DATA FOR PROCESSING:
_____

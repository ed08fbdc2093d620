// Homewatt - Household energy telemetry collector and process supervisor
//
// Copyright 2026 The Homewatt Authors
//
// This program is free software: you can redistribute it and/or modify
// it under the terms of the GNU General Public License as published by
// the Free Software Foundation, either version 3 of the License, or
// (at your option) any later version.
//
// This program is distributed in the hope that it will be useful,
// but WITHOUT ANY WARRANTY; without even the implied warranty of
// MERCHANTABILITY or FITNESS FOR A PARTICULAR PURPOSE.  See the
// GNU General Public License for more details.
//
// You should have received a copy of the GNU General Public License
// along with this program.  If not, see <http://www.gnu.org/licenses/>.
//

//! Fakes shared by the unit tests of the collector, scheduler and supervisor.

use crate::clock::Clock;
use crate::notify::Notifier;
use crate::reading::{ReadingData, SourceKind, SourceReading};
use crate::source::{Source, SourceError, SourceErrorKind};
use crate::storage::{Storage, StorageError};
use crate::supervisor::{ProcessError, ProcessInfo, ProcessSpec, ProcessTable};
use async_trait::async_trait;
use chrono::{NaiveDate, NaiveDateTime};
use std::collections::BTreeMap;
use std::io;
use std::sync::Mutex;

pub fn solar_data(today_yield_kwh: f64, power_w: f64) -> ReadingData {
    ReadingData::Solar {
        today_yield_kwh,
        power_w,
    }
}

pub fn appliance_data(cumulative_energy_kwh: f64) -> ReadingData {
    let mut rooms = BTreeMap::new();
    rooms.insert("Living room".to_owned(), 21.5);

    ReadingData::Appliance {
        cumulative_energy_kwh,
        daily_energy_kwh: 0.0,
        room_temperatures: rooms,
    }
}

pub fn meter_data(taken_units: i64, given_units: i64) -> ReadingData {
    ReadingData::Meter {
        taken_units,
        given_units,
        taken_daily: None,
        given_daily: None,
    }
}

/// Some valid payload for any source.
pub fn data_for(kind: SourceKind) -> ReadingData {
    match kind {
        SourceKind::Solar => solar_data(1.5, 850.0),
        SourceKind::Appliance => appliance_data(12.0),
        SourceKind::Weather => ReadingData::Weather {
            temperature_c: 4.5,
            feels_like_c: 1.2,
            humidity_pct: 81.0,
            pressure_hpa: 1011.0,
            wind_ms: 5.1,
            wind_degrees: 240.0,
            clouds_pct: 75.0,
            description: "broken clouds".to_owned(),
        },
        SourceKind::Meter => meter_data(1_000, 10),
    }
}

/// Source that returns the same payload, or the same transport failure, on every fetch.
pub struct ScriptedSource {
    kind: SourceKind,
    data: Option<ReadingData>,
    fetches: Mutex<u32>,
}

impl ScriptedSource {
    pub fn ok(data: ReadingData) -> Self {
        Self {
            kind: data.kind(),
            data: Some(data),
            fetches: Mutex::new(0),
        }
    }

    pub fn failing(kind: SourceKind) -> Self {
        Self {
            kind,
            data: None,
            fetches: Mutex::new(0),
        }
    }

    pub fn fetches(&self) -> u32 {
        *self.fetches.lock().unwrap()
    }
}

#[async_trait]
impl Source for ScriptedSource {
    fn kind(&self) -> SourceKind {
        self.kind
    }

    async fn fetch(&self) -> Result<ReadingData, SourceError> {
        *self.fetches.lock().unwrap() += 1;
        self.data.clone().ok_or_else(|| {
            SourceError::KindMsgCause(
                SourceErrorKind::Transport,
                "request failed",
                Box::new(io::Error::new(io::ErrorKind::ConnectionRefused, "connection refused")),
            )
        })
    }
}

/// Notifier that keeps every message.
#[derive(Debug, Default)]
pub struct RecordingNotifier {
    messages: Mutex<Vec<String>>,
}

impl RecordingNotifier {
    pub fn messages(&self) -> Vec<String> {
        self.messages.lock().unwrap().clone()
    }
}

#[async_trait]
impl Notifier for RecordingNotifier {
    async fn notify(&self, text: &str) {
        self.messages.lock().unwrap().push(text.to_owned());
    }
}

/// Storage where either every query or every write fails. Successful writes are recorded.
#[derive(Debug, Default)]
pub struct FailingStorage {
    fail_queries: bool,
    fail_writes: bool,
    appended: Mutex<Vec<SourceReading>>,
}

impl FailingStorage {
    pub fn failing_queries() -> Self {
        Self {
            fail_queries: true,
            ..Default::default()
        }
    }

    pub fn failing_writes() -> Self {
        Self {
            fail_writes: true,
            ..Default::default()
        }
    }

    pub fn appended(&self) -> Vec<SourceReading> {
        self.appended.lock().unwrap().clone()
    }

    fn error(msg: &'static str) -> StorageError {
        StorageError::Io(msg, io::Error::new(io::ErrorKind::Other, "disk I/O error"))
    }
}

impl Storage for FailingStorage {
    fn append(&self, reading: &SourceReading) -> Result<(), StorageError> {
        if self.fail_writes {
            return Err(Self::error("unable to insert reading"));
        }

        self.appended.lock().unwrap().push(reading.clone());
        Ok(())
    }

    fn append_backfilled(&self, reading: &SourceReading, _previous: &SourceReading) -> Result<(), StorageError> {
        self.append(reading)
    }

    fn first_of_day(&self, _kind: SourceKind, _day: NaiveDate) -> Result<Option<SourceReading>, StorageError> {
        if self.fail_queries {
            return Err(Self::error("unable to query readings"));
        }
        Ok(None)
    }

    fn latest(&self, _kind: SourceKind) -> Result<Option<SourceReading>, StorageError> {
        if self.fail_queries {
            return Err(Self::error("unable to query readings"));
        }
        Ok(None)
    }
}

/// Clock that only moves when told to.
#[derive(Debug)]
pub struct ManualClock {
    now: Mutex<NaiveDateTime>,
}

impl ManualClock {
    pub fn new(now: NaiveDateTime) -> Self {
        Self { now: Mutex::new(now) }
    }

    pub fn set(&self, now: NaiveDateTime) {
        *self.now.lock().unwrap() = now;
    }
}

impl Clock for ManualClock {
    fn now(&self) -> NaiveDateTime {
        *self.now.lock().unwrap()
    }
}

/// In-memory process table. Spawned specs become live processes, terminated
/// processes disappear.
#[derive(Debug, Default)]
pub struct FakeProcessTable {
    pub processes: Vec<ProcessInfo>,
    pub spawned: Vec<ProcessSpec>,
    pub terminated: Vec<u32>,
    pub fail_spawn: bool,
    pub fail_signal: bool,
    next_pid: u32,
}

impl FakeProcessTable {
    pub fn with_processes(processes: Vec<ProcessInfo>) -> Self {
        Self {
            processes,
            next_pid: 1000,
            ..Default::default()
        }
    }
}

pub fn process(pid: u32, cmdline: &[&str]) -> ProcessInfo {
    let name = cmdline
        .first()
        .and_then(|c| c.rsplit('/').next())
        .unwrap_or_default()
        .to_owned();

    ProcessInfo {
        pid,
        name,
        cmdline: cmdline.iter().map(|s| s.to_string()).collect(),
    }
}

impl ProcessTable for FakeProcessTable {
    fn list(&mut self) -> Result<Vec<ProcessInfo>, ProcessError> {
        Ok(self.processes.clone())
    }

    fn spawn(&mut self, spec: &ProcessSpec) -> Result<u32, ProcessError> {
        if self.fail_spawn {
            return Err(ProcessError::Spawn(
                spec.program.clone(),
                io::Error::new(io::ErrorKind::NotFound, "No such file or directory"),
            ));
        }

        self.next_pid += 1;
        let mut cmdline = vec![spec.program.as_str()];
        cmdline.extend(spec.args.iter().map(String::as_str));
        self.processes.push(process(self.next_pid, &cmdline));
        self.spawned.push(spec.clone());
        Ok(self.next_pid)
    }

    fn terminate(&mut self, pid: u32) -> Result<(), ProcessError> {
        if self.fail_signal {
            return Err(ProcessError::Signal(
                pid,
                io::Error::new(io::ErrorKind::PermissionDenied, "Operation not permitted"),
            ));
        }

        self.terminated.push(pid);
        self.processes.retain(|p| p.pid != pid);
        Ok(())
    }
}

_____

YOUR OBJECTIVE:
Each record above needs to be transcribed word for word.

WRITTEN ANSWER:
repository ed08fbdc2093d620
// Homewatt - Household energy telemetry collector and process supervisor
//
// Copyright 2026 The Homewatt Authors
//
// This program is free software: you can redistribute it and/or modify
// it under the terms of the GNU General Public License as published by
// the Free Software Foundation, either version 3 of the License, or
// (at your option) any later version.
//
// This program is distributed in the hope that it will be useful,
// but WITHOUT ANY WARRANTY; without even the implied warranty of
// MERCHANTABILITY or FITNESS FOR A PARTICULAR PURPOSE.  See the
// GNU General Public License for more details.
//
// You should have received a copy of the GNU General Public License
// along with this program.  If not, see <http://www.gnu.org/licenses/>.
//

//! Fakes shared by the unit tests of the collector, scheduler and supervisor.

use crate::clock::Clock;
use crate::notify::Notifier;
use crate::reading::{ReadingData, SourceKind, SourceReading};
use crate::source::{Source, SourceError, SourceErrorKind};
use crate::storage::{Storage, StorageError};
use crate::supervisor::{ProcessError, ProcessInfo, ProcessSpec, ProcessTable};
use async_trait::async_trait;
use chrono::{NaiveDate, NaiveDateTime};
use std::collections::BTreeMap;
use std::io;
use std::sync::Mutex;

pub fn solar_data(today_yield_kwh: f64, power_w: f64) -> ReadingData {
    ReadingData::Solar {
        today_yield_kwh,
        power_w,
    }
}

pub fn appliance_data(cumulative_energy_kwh: f64) -> ReadingData {
    let mut rooms = BTreeMap::new();
    rooms.insert("Living room".to_owned(), 21.5);

    ReadingData::Appliance {
        cumulative_energy_kwh,
        daily_energy_kwh: 0.0,
        room_temperatures: rooms,
    }
}

pub fn meter_data(taken_units: i64, given_units: i64) -> ReadingData {
    ReadingData::Meter {
        taken_units,
        given_units,
        taken_daily: None,
        given_daily: None,
    }
}

/// Some valid payload for any source.
pub fn data_for(kind: SourceKind) -> ReadingData {
    match kind {
        SourceKind::Solar => solar_data(1.5, 850.0),
        SourceKind::Appliance => appliance_data(12.0),
        SourceKind::Weather => ReadingData::Weather {
            temperature_c: 4.5,
            feels_like_c: 1.2,
            humidity_pct: 81.0,
            pressure_hpa: 1011.0,
            wind_ms: 5.1,
            wind_degrees: 240.0,
            clouds_pct: 75.0,
            description: "broken clouds".to_owned(),
        },
        SourceKind::Meter => meter_data(1_000, 10),
    }
}

/// Source that returns the same payload, or the same transport failure, on every fetch.
pub struct ScriptedSource {
    kind: SourceKind,
    data: Option<ReadingData>,
    fetches: Mutex<u32>,
}

impl ScriptedSource {
    pub fn ok(data: ReadingData) -> Self {
        Self {
            kind: data.kind(),
            data: Some(data),
            fetches: Mutex::new(0),
        }
    }

    pub fn failing(kind: SourceKind) -> Self {
        Self {
            kind,
            data: None,
            fetches: Mutex::new(0),
        }
    }

    pub fn fetches(&self) -> u32 {
        *self.fetches.lock().unwrap()
    }
}

#[async_trait]
impl Source for ScriptedSource {
    fn kind(&self) -> SourceKind {
        self.kind
    }

    async fn fetch(&self) -> Result<ReadingData, SourceError> {
        *self.fetches.lock().unwrap() += 1;
        self.data.clone().ok_or_else(|| {
            SourceError::KindMsgCause(
                SourceErrorKind::Transport,
                "request failed",
                Box::new(io::Error::new(io::ErrorKind::ConnectionRefused, "connection refused")),
            )
        })
    }
}

/// Notifier that keeps every message.
#[derive(Debug, Default)]
pub struct RecordingNotifier {
    messages: Mutex<Vec<String>>,
}

impl RecordingNotifier {
    pub fn messages(&self) -> Vec<String> {
        self.messages.lock().unwrap().clone()
    }
}

#[async_trait]
impl Notifier for RecordingNotifier {
    async fn notify(&self, text: &str) {
        self.messages.lock().unwrap().push(text.to_owned());
    }
}

/// Storage where either every query or every write fails. Successful writes are recorded.
#[derive(Debug, Default)]
pub struct FailingStorage {
    fail_queries: bool,
    fail_writes: bool,
    appended: Mutex<Vec<SourceReading>>,
}

impl FailingStorage {
    pub fn failing_queries() -> Self {
        Self {
            fail_queries: true,
            ..Default::default()
        }
    }

    pub fn failing_writes() -> Self {
        Self {
            fail_writes: true,
            ..Default::default()
        }
    }

    pub fn appended(&self) -> Vec<SourceReading> {
        self.appended.lock().unwrap().clone()
    }

    fn error(msg: &'static str) -> StorageError {
        StorageError::Io(msg, io::Error::new(io::ErrorKind::Other, "disk I/O error"))
    }
}

impl Storage for FailingStorage {
    fn append(&self, reading: &SourceReading) -> Result<(), StorageError> {
        if self.fail_writes {
            return Err(Self::error("unable to insert reading"));
        }

        self.appended.lock().unwrap().push(reading.clone());
        Ok(())
    }

    fn append_backfilled(&self, reading: &SourceReading, _previous: &SourceReading) -> Result<(), StorageError> {
        self.append(reading)
    }

    fn first_of_day(&self, _kind: SourceKind, _day: NaiveDate) -> Result<Option<SourceReading>, StorageError> {
        if self.fail_queries {
            return Err(Self::error("unable to query readings"));
        }
        Ok(None)
    }

    fn latest(&self, _kind: SourceKind) -> Result<Option<SourceReading>, StorageError> {
        if self.fail_queries {
            return Err(Self::error("unable to query readings"));
        }
        Ok(None)
    }
}

/// Clock that only moves when told to.
#[derive(Debug)]
pub struct ManualClock {
    now: Mutex<NaiveDateTime>,
}

impl ManualClock {
    pub fn new(now: NaiveDateTime) -> Self {
        Self { now: Mutex::new(now) }
    }

    pub fn set(&self, now: NaiveDateTime) {
        *self.now.lock().unwrap() = now;
    }
}

impl Clock for ManualClock {
    fn now(&self) -> NaiveDateTime {
        *self.now.lock().unwrap()
    }
}

/// In-memory process table. Spawned specs become live processes, terminated
/// processes disappear.
#[derive(Debug, Default)]
pub struct FakeProcessTable {
    pub processes: Vec<ProcessInfo>,
    pub spawned: Vec<ProcessSpec>,
    pub terminated: Vec<u32>,
    pub fail_spawn: bool,
    pub fail_signal: bool,
    next_pid: u32,
}

impl FakeProcessTable {
    pub fn with_processes(processes: Vec<ProcessInfo>) -> Self {
        Self {
            processes,
            next_pid: 1000,
            ..Default::default()
        }
    }
}

pub fn process(pid: u32, cmdline: &[&str]) -> ProcessInfo {
    let name = cmdline
        .first()
        .and_then(|c| c.rsplit('/').next())
        .unwrap_or_default()
        .to_owned();

    ProcessInfo {
        pid,
        name,
        cmdline: cmdline.iter().map(|s| s.to_string()).collect(),
    }
}

impl ProcessTable for FakeProcessTable {
    fn list(&mut self) -> Result<Vec<ProcessInfo>, ProcessError> {
        Ok(self.processes.clone())
    }

    fn spawn(&mut self, spec: &ProcessSpec) -> Result<u32, ProcessError> {
        if self.fail_spawn {
            return Err(ProcessError::Spawn(
                spec.program.clone(),
                io::Error::new(io::ErrorKind::NotFound, "No such file or directory"),
            ));
        }

        self.next_pid += 1;
        let mut cmdline = vec![spec.program.as_str()];
        cmdline.extend(spec.args.iter().map(String::as_str));
        self.processes.push(process(self.next_pid, &cmdline));
        self.spawned.push(spec.clone());
        Ok(self.next_pid)
    }

    fn terminate(&mut self, pid: u32) -> Result<(), ProcessError> {
        if self.fail_signal {
            return Err(ProcessError::Signal(
                pid,
                io::Error::new(io::ErrorKind::PermissionDenied, "Operation not permitted"),
            ));
        }

        self.terminated.push(pid);
        self.processes.retain(|p| p.pid != pid);
        Ok(())
    }
}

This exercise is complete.